A literatura de Isabel Furini mais uma vez pede passagem como artesã da palavra que nos revela o quanto tem sido fértil a sua vasta e diversificada produção literária. Sua poesia premiada com publicações e honrarias correm pela língua portuguesa e pela língua de Cervantes. Mulher que escreve deixando suas marcas em livros físicos e na blogosfera poetizando o mundo. Em AMOR, AMOR, AMOR, tecendo emoções atiça nossos sentidos pela linguagem afiada carregada nos versos curtos e precisos de curva, abraço e noite (p.274): “a curva/ da flecha/ do rio/ da rua/ e da mão que escreve o poema// o abraço da vida/ da morte/ e do olhar do amado// na noite de solidão”. A obsessiva lembrança vem à tona como um convite à dança (p.248): vamos “realizar nossos sonhos de amor?”. Contagem regressiva: “beijos e carícias/ suspensos// o amor pode ser ardiloso/ suspeito/ ter defeitos//, mas sem o amor/ o mundo é só o parapeito/ da janela do ódio” (p.49).

Em outros, nada deixam a desejar a Camões em “amor é fogo que arde sem ver”, desfilam  preciosas metáforas: “a essência do amor é um cinzel/ capaz de escrever no coração"/:/ ‘eu te amo/ amar-te-ei para sempre’”, em almas livres (p.21); “o amor é um hospício/ resguardando loucuras” em purificados (p.158); “a paixão é escorpião/ irrequieto/ dançando” em o veneno do escorpião (p.232) ou ainda atinge o imprevisível: “um eterno Titanic/ é a paixão// entrega-se sem limites” (p.193).  Por fim, o auge em metaforicamente (p.138): “dançar entre metáforas/ surfar entre ondas de verbos/ semear estrelas sobre a areia/ utilizar arco e flecha/ para caçar palavras vadias/ que fogem da mente/ e no momento de poetizar o amor/ percorrem o caminho das sombras/ procurando sexuais ecos selvagens// ofegantes ecos que arquejam entre vocábulos antigos/ e beijam as bocas lascivas dos Centauros e dos Faunos”.
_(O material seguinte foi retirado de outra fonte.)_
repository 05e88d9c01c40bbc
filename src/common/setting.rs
//! setting config file
//! layered from `config_{ENV}.toml` (optional) and `DRIFT__*` environment variables

use lazy_static::lazy_static;
use serde::Deserialize;
use std::env;
use std::time::Duration;

#[derive(Debug, Clone, Deserialize)]
#[serde(default)]
pub struct Env {
    pub env: String,
    pub log_level: String,
}

impl Default for Env {
    fn default() -> Self {
        Self {
            env: String::from("dev"),
            log_level: String::from("info"),
        }
    }
}

#[derive(Debug, Clone, Deserialize)]
#[serde(default)]
pub struct DriftSetting {
    // yaml 拓扑文件路径
    pub topology: String,
    pub connect_timeout_ms: u64,
    // real | dummy
    pub mode: String,
}

impl Default for DriftSetting {
    fn default() -> Self {
        Self {
            topology: String::from("drift.yaml"),
            connect_timeout_ms: 1000,
            mode: String::from("real"),
        }
    }
}

impl DriftSetting {
    pub fn connect_timeout(&self) -> Duration {
        Duration::from_millis(self.connect_timeout_ms)
    }

    pub fn is_dummy(&self) -> bool {
        self.mode == "dummy"
    }
}

#[derive(Debug, Clone, Default, Deserialize)]
#[serde(default)]
pub struct Settings {
    pub env: Env,
    pub drift: DriftSetting,
}

impl Settings {
    /// 根据环境变量 `ENV` 读取配置（默认 `dev`）
    pub fn load() -> Result<Self, config::ConfigError> {
        let env_name = env::var("ENV").unwrap_or_else(|_| String::from("dev"));
        let file_name = format!("config_{}", env_name);

        let mut settings: Settings = config::Config::builder()
            .add_source(config::File::with_name(&file_name).required(false))
            .add_source(config::Environment::with_prefix("DRIFT").separator("__"))
            .build()?
            .try_deserialize()?;
        settings.env.env = env_name;
        Ok(settings)
    }

    pub fn get<'a>() -> &'a Self {
        lazy_static! {
            static ref CACHE: Settings = Settings::load().unwrap_or_else(|e| {
                log::warn!("cannot load settings, using defaults: {}", e);
                Settings::default()
            });
        }
        &CACHE
    }
}

#[cfg(test)]
mod tests {
    use super::*;

    #[test]
    fn test_defaults() {
        let settings = Settings::default();
        assert_eq!(settings.env.log_level, "info");
        assert_eq!(settings.drift.connect_timeout(), Duration::from_secs(1));
        assert!(!settings.drift.is_dummy());
    }

    #[test]
    fn test_get_is_cached() {
        let a = Settings::get() as *const Settings;
        let b = Settings::get() as *const Settings;
        assert_eq!(a, b);
    }
}
pub type ModbusAddrSize = u16;
pub type ModbusUnitSize = u8;

pub const FN_READ_COILS: u8 = 0x01;
pub const FN_READ_DISCRETE_INPUTS: u8 = 0x02;
pub const FN_READ_HOLDING_REGISTERS: u8 = 0x03;
pub const FN_READ_INPUT_REGISTERS: u8 = 0x04;
pub const FN_WRITE_SINGLE_COIL: u8 = 0x05;
pub const FN_WRITE_SINGLE_REGISTER: u8 = 0x06;

// high bit of the function code flags an exception response
pub const EXCEPTION_MASK: u8 = 0x80;

pub const DEFAULT_UNIT_ID: ModbusUnitSize = 0;
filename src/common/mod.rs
pub mod setting;
pub mod logger;
pub mod error;
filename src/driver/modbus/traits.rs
use async_trait::async_trait;

use super::entity::ModbusResponse;
use super::prelude::*;
use crate::common::error::DriftError;

/// A modbus client the link can drive.
/// Framing and transport live behind this trait; exception responses come back as
/// `Ok(response)` with the high bit of the function code set.
#[async_trait]
pub trait ModbusTransport: Send {
    async fn connect(&mut self) -> Result<(), DriftError>;

    async fn disconnect(&mut self) -> Result<(), DriftError>;

    fn is_connected(&self) -> bool;

    /// 直接断开连接，不做关闭交互
    fn abort(&mut self);

    async fn read_coils(&mut self, address: ModbusAddrSize, count: ModbusAddrSize) -> Result<ModbusResponse, DriftError>;

    async fn read_discrete_inputs(&mut self, address: ModbusAddrSize, count: ModbusAddrSize) -> Result<ModbusResponse, DriftError>;

    async fn read_input_registers(&mut self, address: ModbusAddrSize, count: ModbusAddrSize) -> Result<ModbusResponse, DriftError>;

    async fn read_holding_registers(&mut self, address: ModbusAddrSize, count: ModbusAddrSize) -> Result<ModbusResponse, DriftError>;

    async fn write_coil(&mut self, address: ModbusAddrSize, value: bool) -> Result<ModbusResponse, DriftError>;

    async fn write_register(&mut self, address: ModbusAddrSize, value: u16) -> Result<ModbusResponse, DriftError>;
}
//! 已知的 I/O 模块型号及其默认寻址方式

use crate::driver::modbus::entity::ModbusMode;

#[derive(Debug, Clone, Copy, PartialEq, Eq)]
pub struct ModelSpec {
    pub mode: ModbusMode,
    pub channels: u16,
}

const CATALOG: &[(&str, ModelSpec)] = &[
    ("750-511", ModelSpec { mode: ModbusMode::HoldingRegister, channels: 2 }),
    ("750-450", ModelSpec { mode: ModbusMode::InputRegister, channels: 4 }),
    ("750-497", ModelSpec { mode: ModbusMode::InputRegister, channels: 8 }),
    ("750-530", ModelSpec { mode: ModbusMode::Coil, channels: 8 }),
];

pub fn lookup(model: &str) -> Option<ModelSpec> {
    CATALOG
        .iter()
        .find(|(name, _)| name.eq_ignore_ascii_case(model.trim()))
        .map(|(_, spec)| *spec)
}

pub fn models() -> impl Iterator<Item = &'static str> {
    CATALOG.iter().map(|(name, _)| *name)
}
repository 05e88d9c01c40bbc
use std::env;
use std::error::Error;

use dotenv::dotenv;
use modbus_drift::common::logger::init_logger;
use modbus_drift::common::setting::Settings;
use modbus_drift::driver::modbus::dummy_transport::DummyTransport;
use modbus_drift::driver::modbus::link::ModbusLink;
use modbus_drift::driver::modbus::modbus_tcp::ModbusTcpTransport;
use modbus_drift::driver::modbus::traits::ModbusTransport;
use modbus_drift::entity::po::device_config_po::DriftConfigPo;
use modbus_drift::{debug, info, Drift};

const LOG_TAG: &str = "main";

/// Read devices once and print them.
/// Usage: `modbus-drift [device ...]`, every device of the topology when none is given.
#[tokio::main]
async fn main() -> Result<(), Box<dyn Error>> {
    // load .env if present
    dotenv().ok();

    let settings = Settings::get();

    init_logger()?;
    info!(LOG_TAG, "settings loaded, env: {}", settings.env.env);
    debug!(LOG_TAG, "settings: {:?}", settings);

    let config = DriftConfigPo::from_file(&settings.drift.topology)?;
    let transport: Box<dyn ModbusTransport> = if settings.drift.is_dummy() {
        info!(LOG_TAG, "dummy mode, modbus server at {} will not be contacted", config.address);
        Box::new(DummyTransport::new())
    } else {
        Box::new(ModbusTcpTransport::with_unit(&config.address, config.port, config.unit_id))
    };
    let link = ModbusLink::new(&config.address, config.port, transport).with_connect_timeout(settings.drift.connect_timeout());
    let drift = Drift::from_config_with_link(&config, link)?;

    let mut names: Vec<String> = env::args().skip(1).collect();
    if names.is_empty() {
        names = drift.devices().iter().map(|device| device.qualified_name()).collect();
        names.sort();
    }
    let refs: Vec<&str> = names.iter().map(String::as_str).collect();

    let readings = drift.read_devices(&refs, true).await?;
    for (name, (value, unit)) in names.iter().zip(readings) {
        match unit {
            Some(unit) => println!("{}: {} {}", name, value, unit),
            None => println!("{}: {}", name, value),
        }
    }
    Ok(())
}
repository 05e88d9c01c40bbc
pub mod json;
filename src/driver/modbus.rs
//! modbus plumbing
//! - transport seam and its tokio-modbus TCP implementation
//! - in-memory dummy transport (tests, `mode=dummy`)
//! - the shared link: one transport, one lock, scoped connect/disconnect

pub mod prelude;
pub mod entity;
pub mod traits;
pub mod modbus_tcp;
pub mod dummy_transport;
pub mod link;
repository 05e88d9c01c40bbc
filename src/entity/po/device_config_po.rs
//! topology config objects, deserialized from yaml
//!
//! ```yaml
//! address: 10.1.10.1
//! port: 502
//! modules:
//!   module1:
//!     model: "750-530"
//!     devices:
//!       relay1:
//!         address: 512
//!         type: relay
//!         relay_type: "NO"
//! ```

use std::collections::HashMap;
use std::fs;
use std::path::Path;

use serde::Deserialize;
use serde_json::Value;

use crate::common::error::DriftError;

pub const DEFAULT_PORT: u16 = 502;

fn default_port() -> u16 {
    DEFAULT_PORT
}

#[derive(Debug, Clone, Deserialize)]
pub struct DriftConfigPo {
    pub address: String,
    #[serde(default = "default_port")]
    pub port: u16,
    // modbus unit id sent with every request
    #[serde(default)]
    pub unit_id: u8,
    #[serde(default)]
    pub modules: HashMap<String, ModuleConfigPo>,
}

impl DriftConfigPo {
    pub fn from_yaml_str(text: &str) -> Result<Self, DriftError> {
        Ok(serde_yaml::from_str(text)?)
    }

    pub fn from_file<P: AsRef<Path>>(path: P) -> Result<Self, DriftError> {
        let path = path.as_ref();
        let text = fs::read_to_string(path).map_err(|e| DriftError::Config(format!("cannot read topology file {}: {}", path.display(), e)))?;
        Self::from_yaml_str(&text)
    }
}

#[derive(Debug, Clone, Default, Deserialize)]
#[serde(deny_unknown_fields)]
pub struct ModuleConfigPo {
    pub model: Option<String>,
    pub mode: Option<String>,
    pub channels: Option<u16>,
    #[serde(default)]
    pub description: String,
    #[serde(default)]
    pub devices: HashMap<String, DeviceConfigPo>,
}

#[derive(Debug, Clone, Default, Deserialize)]
#[serde(deny_unknown_fields)]
pub struct DeviceConfigPo {
    pub address: u16,
    pub mode: Option<String>,
    pub channel: Option<u16>,
    // selects the device kind, e.g. `relay`
    #[serde(rename = "type")]
    pub device_type: Option<String>,
    pub data_type: Option<String>,
    // `msw` (default) or `lsw`, only used by 32-bit data types
    pub word_order: Option<String>,
    // name string, list of pairs or mapping
    pub adaptor: Option<Value>,
    #[serde(default)]
    pub adaptor_extra_params: Vec<Value>,
    #[serde(default)]
    pub offset: f64,
    pub units: Option<String>,
    pub category: Option<String>,
    #[serde(default)]
    pub description: String,
    pub relay_type: Option<String>,
}
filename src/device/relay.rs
//! Relays: a coil or holding register read as `open`/`closed`.
//! The wiring polarity decides which raw bit means which state:
//!
//! | type | raw `true` | raw `false` |
//! |------|------------|-------------|
//! | NC   | open       | closed      |
//! | NO   | closed     | open        |

use std::fmt::{self, Display, Formatter};
use std::time::Duration;

use super::device::Device;
use crate::common::error::DriftError;
use crate::driver::adaptor::{Adaptor, Adapted};
use crate::driver::modbus::link::LinkGuard;
use crate::info;

const LOG_TAG: &str = "relay";

#[derive(Debug, Clone, Copy, PartialEq, Eq, Default)]
pub enum RelayType {
    /// normally closed
    #[default]
    NC,
    /// normally open
    NO,
}

#[derive(Debug, Clone, Copy, PartialEq, Eq)]
pub enum RelayState {
    Open,
    Closed,
}

impl RelayState {
    pub fn as_str(&self) -> &'static str {
        match self {
            RelayState::Open => "open",
            RelayState::Closed => "closed",
        }
    }
}

impl Display for RelayState {
    fn fmt(&self, f: &mut Formatter) -> fmt::Result {
        write!(f, "{}", self.as_str())
    }
}

impl RelayType {
    pub fn parse(text: &str) -> Result<Self, DriftError> {
        match text.to_uppercase().as_str() {
            "NC" => Ok(RelayType::NC),
            "NO" => Ok(RelayType::NO),
            _ => Err(DriftError::Config(format!("invalid relay type {:?}, expected NC or NO", text))),
        }
    }

    /// raw bit that drives the relay into `state`
    pub fn raw_for(&self, state: RelayState) -> bool {
        match (self, state) {
            (RelayType::NC, RelayState::Open) | (RelayType::NO, RelayState::Closed) => true,
            (RelayType::NC, RelayState::Closed) | (RelayType::NO, RelayState::Open) => false,
        }
    }

    pub fn state_of(&self, raw: bool) -> RelayState {
        match (self, raw) {
            (RelayType::NC, true) | (RelayType::NO, false) => RelayState::Open,
            (RelayType::NC, false) | (RelayType::NO, true) => RelayState::Closed,
        }
    }

    /// fixed mapping adaptor every relay reads through
    pub fn adaptor(&self) -> Adaptor {
        Adaptor::mapping([false, true].map(|raw| (raw, Adapted::new(self.state_of(raw).as_str(), None))))
    }
}

/// Relay operations on a device declared with a relay type.
pub struct Relay<'a> {
    device: &'a Device,
    relay_type: RelayType,
}

impl<'a> Relay<'a> {
    pub(crate) fn new(device: &'a Device, relay_type: RelayType) -> Self {
        Relay { device, relay_type }
    }

    pub fn device(&self) -> &Device {
        self.device
    }

    pub fn relay_type(&self) -> RelayType {
        self.relay_type
    }

    pub async fn state(&self) -> Result<RelayState, DriftError> {
        let (raw, _) = self.device.read(false).await?;
        Ok(self.relay_type.state_of(raw.is_truthy()))
    }

    pub async fn set(&self, state: RelayState) -> Result<(), DriftError> {
        info!(LOG_TAG, "setting relay {} {}", self.device, state);
        self.device.write(self.relay_type.raw_for(state)).await?;
        Ok(())
    }

    pub async fn open(&self) -> Result<(), DriftError> {
        self.set(RelayState::Open).await
    }

    pub async fn close(&self) -> Result<(), DriftError> {
        self.set(RelayState::Closed).await
    }

    /// flip the raw bit, read and write share one scope
    pub async fn switch(&self) -> Result<RelayState, DriftError> {
        let mut conn = self.device.link().acquire().await?;
        let result = self.switch_with(&mut conn).await;
        let released = conn.release().await;
        let state = result?;
        released?;
        Ok(state)
    }

    pub async fn switch_with(&self, conn: &mut LinkGuard) -> Result<RelayState, DriftError> {
        let (raw, _) = self.device.read_with(conn, false).await?;
        let target = !raw.is_truthy();
        self.device.write_with(conn, target).await?;
        let state = self.relay_type.state_of(target);
        info!(LOG_TAG, "switched relay {} to {}", self.device, state);
        Ok(state)
    }

    /// switch, wait `delay`, switch back
    pub async fn cycle(&self, delay: Duration) -> Result<(), DriftError> {
        self.switch().await?;
        tokio::time::sleep(delay).await;
        self.switch().await?;
        Ok(())
    }
}

#[cfg(test)]
mod tests {
    use std::sync::Arc;

    use super::*;
    use crate::common::logger::init_logger;
    use crate::device::device::{DeviceOptions, MountPoint};
    use crate::driver::modbus::dummy_transport::DummyTransport;
    use crate::driver::modbus::entity::ModbusMode;
    use crate::driver::modbus::link::ModbusLink;
    use crate::entity::bo::value_bo::Value;

    fn relay_device(dummy: &DummyTransport, relay_type: RelayType) -> Device {
        let _ = init_logger();
        let mount = MountPoint {
            module: "module2".to_string(),
            mode: ModbusMode::Coil,
            channels: 8,
            link: Arc::new(ModbusLink::new("localhost", 502, Box::new(dummy.clone()))),
        };
        Device::new(&mount, "relay1", 512, DeviceOptions::default().relay(relay_type)).unwrap()
    }

    #[test]
    fn test_polarity() {
        assert_eq!(RelayType::parse("no").unwrap(), RelayType::NO);
        assert!(RelayType::parse("NX").is_err());
        for relay_type in [RelayType::NC, RelayType::NO] {
            for state in [RelayState::Open, RelayState::Closed] {
                assert_eq!(relay_type.state_of(relay_type.raw_for(state)), state);
            }
        }
        assert!(RelayType::NC.raw_for(RelayState::Open));
        assert!(RelayType::NO.raw_for(RelayState::Closed));
    }

    #[tokio::test]
    async fn test_nc_reads_closed() {
        let dummy = DummyTransport::new();
        let device = relay_device(&dummy, RelayType::NC);
        let (value, unit) = device.read(true).await.unwrap();
        assert_eq!(value, Value::Text("closed".to_string()));
        assert_eq!(unit, None);

        let relay = device.as_relay().unwrap();
        relay.open().await.unwrap();
        assert!(dummy.bit(512));
        assert_eq!(relay.state().await.unwrap(), RelayState::Open);
        relay.close().await.unwrap();
        assert!(!dummy.bit(512));
    }

    #[tokio::test]
    async fn test_switch_and_cycle() {
        let dummy = DummyTransport::new();
        let device = relay_device(&dummy, RelayType::NC);
        let relay = device.as_relay().unwrap();

        assert_eq!(relay.switch().await.unwrap(), RelayState::Open);
        assert!(dummy.bit(512));
        assert_eq!(device.read(true).await.unwrap().0, Value::from("open"));

        relay.cycle(Duration::from_millis(5)).await.unwrap();
        assert!(dummy.bit(512));
        assert_eq!(relay.state().await.unwrap(), RelayState::Open);
    }

    #[tokio::test]
    async fn test_no_polarity() {
        let dummy = DummyTransport::new();
        let device = relay_device(&dummy, RelayType::NO);
        assert_eq!(device.read(true).await.unwrap().0, Value::from("open"));
        device.as_relay().unwrap().close().await.unwrap();
        assert!(dummy.bit(512));
    }
}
Foi com satisfação e experiência que absorvi o registro do amadurecimento dos poemas de Isabel Furini. Isso requer filtro de emoções e de vivências do quanto amar é exigente experimento que nos desafia diariamente. De sua argamassa (p.110), extraio: “os prisioneiros trituram navalhas e tecem a emoção de um grande amor”, movida pela música, “a emoção dança/ dança/ dança/ mas desaba quando discursa a razão”.  Para conjugar “o ardiloso verbo amar”, faça uma coreografia “de seus sonhos mais doidos/ desses amores passionais, loucos/ que deixam o coração sufocado, rouco”, exorcize a poesia passional (p.114). 

Atrevimento de minha parte ousar dizer que sou contemporânea dessa autora porque estou engatinhando no circuito das letras e publicações literárias, no entanto afirmo que compartilho de seu ardil (p.151): “um mágico/ que é um alfaiate e é poeta/ com palavras de carinho/ e beijos de chocolate/ costura ardilosos versos/ (versos santos e perversos) / em uma antiga rede/ que captura borboletas/ e esqueletos”.

Diante da incerteza (p.262) “nada é eterno”, “até o amor tem prazo de validade/ e algumas vezes é transformado em saudade”, eis como embaralhar o ciclo (p.230): “dar tempo ao tempo/ e na busca de um novo amor/ observar/ (sem espanto e sem grito) / a serpente da eternidade/ devorando a própria cauda/ em um ciclo de amor-ódio/ infinito”. Amar é para quem tem coragem, não existem amores perfeitos. 

Fica o convite para a leitura do livro, para que você também possa experimentar esse verbo (p.259) “gelado” que “queima/ e preenche as horas com abraços e beijos/ e quando se afasta deixa cicatrizes indeléveis/ - esse é o poder do verbo amar”. E “observe como os corvos/ voam perto dos loucos e dos poetas/ e crocitam nomes antes de começar a voar” (p. 211), sim, sempre os corvos, não os tema, apenas ame.